SUPPLIED RECORDS:
-=-=-=-=-

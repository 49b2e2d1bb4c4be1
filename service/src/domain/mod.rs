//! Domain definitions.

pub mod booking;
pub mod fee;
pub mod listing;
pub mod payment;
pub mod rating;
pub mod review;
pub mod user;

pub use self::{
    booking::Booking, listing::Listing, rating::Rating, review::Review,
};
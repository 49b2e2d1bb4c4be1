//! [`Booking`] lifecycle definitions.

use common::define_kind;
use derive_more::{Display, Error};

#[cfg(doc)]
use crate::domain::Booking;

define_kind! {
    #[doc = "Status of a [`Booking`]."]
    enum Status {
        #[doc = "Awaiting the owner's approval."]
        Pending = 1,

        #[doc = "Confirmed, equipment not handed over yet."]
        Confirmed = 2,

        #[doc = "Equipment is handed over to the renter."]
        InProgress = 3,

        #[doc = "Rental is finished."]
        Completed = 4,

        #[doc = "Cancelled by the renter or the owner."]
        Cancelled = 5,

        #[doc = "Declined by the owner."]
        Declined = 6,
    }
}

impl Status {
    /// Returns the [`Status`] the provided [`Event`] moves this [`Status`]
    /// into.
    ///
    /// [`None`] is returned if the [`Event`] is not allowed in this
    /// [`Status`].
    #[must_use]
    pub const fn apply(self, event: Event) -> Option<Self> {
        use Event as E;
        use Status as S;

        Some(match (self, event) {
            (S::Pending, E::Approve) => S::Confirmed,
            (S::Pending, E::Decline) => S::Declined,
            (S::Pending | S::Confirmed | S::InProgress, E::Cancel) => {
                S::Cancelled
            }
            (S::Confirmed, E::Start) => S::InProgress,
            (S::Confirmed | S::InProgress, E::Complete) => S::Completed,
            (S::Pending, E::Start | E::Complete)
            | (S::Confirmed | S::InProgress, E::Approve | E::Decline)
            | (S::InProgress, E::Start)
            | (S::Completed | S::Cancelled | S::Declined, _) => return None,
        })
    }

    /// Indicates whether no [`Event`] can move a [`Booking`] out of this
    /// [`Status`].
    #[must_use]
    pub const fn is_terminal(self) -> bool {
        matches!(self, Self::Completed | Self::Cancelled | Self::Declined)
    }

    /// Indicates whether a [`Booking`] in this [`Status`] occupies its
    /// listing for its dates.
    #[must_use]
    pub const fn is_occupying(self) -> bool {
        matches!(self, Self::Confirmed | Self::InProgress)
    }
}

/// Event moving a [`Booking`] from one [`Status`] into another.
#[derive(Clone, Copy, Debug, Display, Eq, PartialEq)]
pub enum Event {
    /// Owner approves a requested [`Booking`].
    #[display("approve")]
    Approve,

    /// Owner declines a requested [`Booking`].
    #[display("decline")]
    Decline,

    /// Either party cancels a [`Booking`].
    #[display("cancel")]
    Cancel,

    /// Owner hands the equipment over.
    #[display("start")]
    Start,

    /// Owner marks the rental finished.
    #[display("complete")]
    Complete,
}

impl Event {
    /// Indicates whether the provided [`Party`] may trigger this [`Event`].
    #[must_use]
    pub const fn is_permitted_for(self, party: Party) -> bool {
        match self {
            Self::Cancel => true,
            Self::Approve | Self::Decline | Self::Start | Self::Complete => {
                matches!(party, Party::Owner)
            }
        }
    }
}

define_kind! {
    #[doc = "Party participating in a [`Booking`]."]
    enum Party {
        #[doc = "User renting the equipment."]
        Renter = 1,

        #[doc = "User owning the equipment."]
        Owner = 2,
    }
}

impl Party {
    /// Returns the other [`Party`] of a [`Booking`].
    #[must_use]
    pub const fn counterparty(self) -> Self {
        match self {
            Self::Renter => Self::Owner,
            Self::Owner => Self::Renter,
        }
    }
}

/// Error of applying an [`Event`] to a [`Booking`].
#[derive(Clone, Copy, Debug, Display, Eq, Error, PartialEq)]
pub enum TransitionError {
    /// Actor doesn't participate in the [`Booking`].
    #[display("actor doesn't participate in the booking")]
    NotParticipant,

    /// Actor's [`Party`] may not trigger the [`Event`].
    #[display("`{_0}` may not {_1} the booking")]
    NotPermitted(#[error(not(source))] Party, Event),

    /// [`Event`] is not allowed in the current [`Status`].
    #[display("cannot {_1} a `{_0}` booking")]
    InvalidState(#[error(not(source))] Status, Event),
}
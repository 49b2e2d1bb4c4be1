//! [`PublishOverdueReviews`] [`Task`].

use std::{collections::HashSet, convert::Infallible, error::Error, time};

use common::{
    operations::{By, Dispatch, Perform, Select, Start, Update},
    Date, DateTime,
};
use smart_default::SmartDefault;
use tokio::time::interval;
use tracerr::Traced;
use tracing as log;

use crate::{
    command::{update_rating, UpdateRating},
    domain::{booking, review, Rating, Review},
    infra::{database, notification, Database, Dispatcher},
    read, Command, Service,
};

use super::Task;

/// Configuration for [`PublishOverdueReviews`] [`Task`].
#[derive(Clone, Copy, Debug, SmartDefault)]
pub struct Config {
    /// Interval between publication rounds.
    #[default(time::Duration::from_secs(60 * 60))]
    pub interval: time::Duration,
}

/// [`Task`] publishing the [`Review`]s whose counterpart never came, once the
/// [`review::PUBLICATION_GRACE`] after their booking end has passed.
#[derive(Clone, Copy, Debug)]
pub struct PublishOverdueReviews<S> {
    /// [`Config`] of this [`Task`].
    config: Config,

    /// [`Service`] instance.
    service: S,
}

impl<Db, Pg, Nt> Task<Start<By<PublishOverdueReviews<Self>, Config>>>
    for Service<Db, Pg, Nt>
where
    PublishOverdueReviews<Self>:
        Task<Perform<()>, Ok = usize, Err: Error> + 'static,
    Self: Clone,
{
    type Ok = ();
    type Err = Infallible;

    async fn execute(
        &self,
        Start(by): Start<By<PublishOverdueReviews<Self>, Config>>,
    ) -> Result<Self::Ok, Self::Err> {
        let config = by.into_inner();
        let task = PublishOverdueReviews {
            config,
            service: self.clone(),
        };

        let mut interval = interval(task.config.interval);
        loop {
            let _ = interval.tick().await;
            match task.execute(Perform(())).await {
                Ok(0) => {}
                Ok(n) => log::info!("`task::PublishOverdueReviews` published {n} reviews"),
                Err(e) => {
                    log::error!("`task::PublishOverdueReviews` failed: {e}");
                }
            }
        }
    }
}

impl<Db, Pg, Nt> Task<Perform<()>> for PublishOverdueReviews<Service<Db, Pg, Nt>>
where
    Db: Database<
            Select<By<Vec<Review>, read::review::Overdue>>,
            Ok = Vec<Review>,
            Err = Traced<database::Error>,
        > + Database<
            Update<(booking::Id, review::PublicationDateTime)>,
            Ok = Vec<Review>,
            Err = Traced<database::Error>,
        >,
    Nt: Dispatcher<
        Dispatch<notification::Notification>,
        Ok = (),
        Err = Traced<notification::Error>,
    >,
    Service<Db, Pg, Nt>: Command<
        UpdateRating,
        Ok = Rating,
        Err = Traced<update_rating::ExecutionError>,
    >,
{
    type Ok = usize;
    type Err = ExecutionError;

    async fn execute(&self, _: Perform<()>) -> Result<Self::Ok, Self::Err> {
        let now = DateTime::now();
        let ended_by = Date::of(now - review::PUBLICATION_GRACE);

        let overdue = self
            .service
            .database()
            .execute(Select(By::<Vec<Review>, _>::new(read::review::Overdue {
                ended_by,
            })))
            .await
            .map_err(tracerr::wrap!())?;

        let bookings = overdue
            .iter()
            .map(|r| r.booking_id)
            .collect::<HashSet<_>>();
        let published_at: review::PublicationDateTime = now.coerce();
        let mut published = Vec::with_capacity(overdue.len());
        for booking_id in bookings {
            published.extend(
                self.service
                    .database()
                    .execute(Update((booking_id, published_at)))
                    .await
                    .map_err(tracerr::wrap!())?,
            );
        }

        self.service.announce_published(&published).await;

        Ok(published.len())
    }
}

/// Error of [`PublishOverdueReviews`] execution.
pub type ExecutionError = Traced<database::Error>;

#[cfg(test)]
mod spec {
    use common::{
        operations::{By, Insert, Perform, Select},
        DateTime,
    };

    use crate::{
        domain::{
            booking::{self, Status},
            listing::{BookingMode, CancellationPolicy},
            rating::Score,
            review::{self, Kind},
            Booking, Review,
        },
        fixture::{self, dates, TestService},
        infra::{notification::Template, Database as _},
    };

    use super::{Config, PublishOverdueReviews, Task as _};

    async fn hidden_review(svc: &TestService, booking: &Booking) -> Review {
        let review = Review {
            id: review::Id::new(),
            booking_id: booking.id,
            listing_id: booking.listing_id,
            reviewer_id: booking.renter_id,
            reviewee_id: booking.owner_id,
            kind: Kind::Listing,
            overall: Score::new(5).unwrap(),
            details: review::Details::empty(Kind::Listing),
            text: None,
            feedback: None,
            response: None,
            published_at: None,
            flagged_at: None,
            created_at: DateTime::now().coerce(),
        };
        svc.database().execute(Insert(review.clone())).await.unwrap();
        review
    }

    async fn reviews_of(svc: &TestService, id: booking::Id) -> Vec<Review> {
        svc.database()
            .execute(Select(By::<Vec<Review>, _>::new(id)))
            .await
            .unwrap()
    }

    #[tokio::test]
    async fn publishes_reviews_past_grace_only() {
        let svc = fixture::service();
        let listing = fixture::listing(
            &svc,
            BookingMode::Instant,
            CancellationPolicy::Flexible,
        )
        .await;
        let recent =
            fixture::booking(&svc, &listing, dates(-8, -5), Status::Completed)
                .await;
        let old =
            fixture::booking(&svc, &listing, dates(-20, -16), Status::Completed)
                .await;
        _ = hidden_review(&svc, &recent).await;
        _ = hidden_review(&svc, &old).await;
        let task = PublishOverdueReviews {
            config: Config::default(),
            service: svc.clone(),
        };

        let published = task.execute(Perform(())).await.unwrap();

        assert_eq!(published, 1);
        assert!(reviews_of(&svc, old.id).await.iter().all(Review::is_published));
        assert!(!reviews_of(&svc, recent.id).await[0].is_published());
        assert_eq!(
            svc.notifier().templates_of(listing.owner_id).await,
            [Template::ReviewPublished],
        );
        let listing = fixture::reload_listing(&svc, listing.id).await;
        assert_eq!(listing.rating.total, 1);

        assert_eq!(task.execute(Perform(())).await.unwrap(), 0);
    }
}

-=-=-=-=-

EXERCISE INSTRUCTIONS:
Respond with a number only, the count of lines in the entries where the string "finished" occurs.

SOLUTION:
2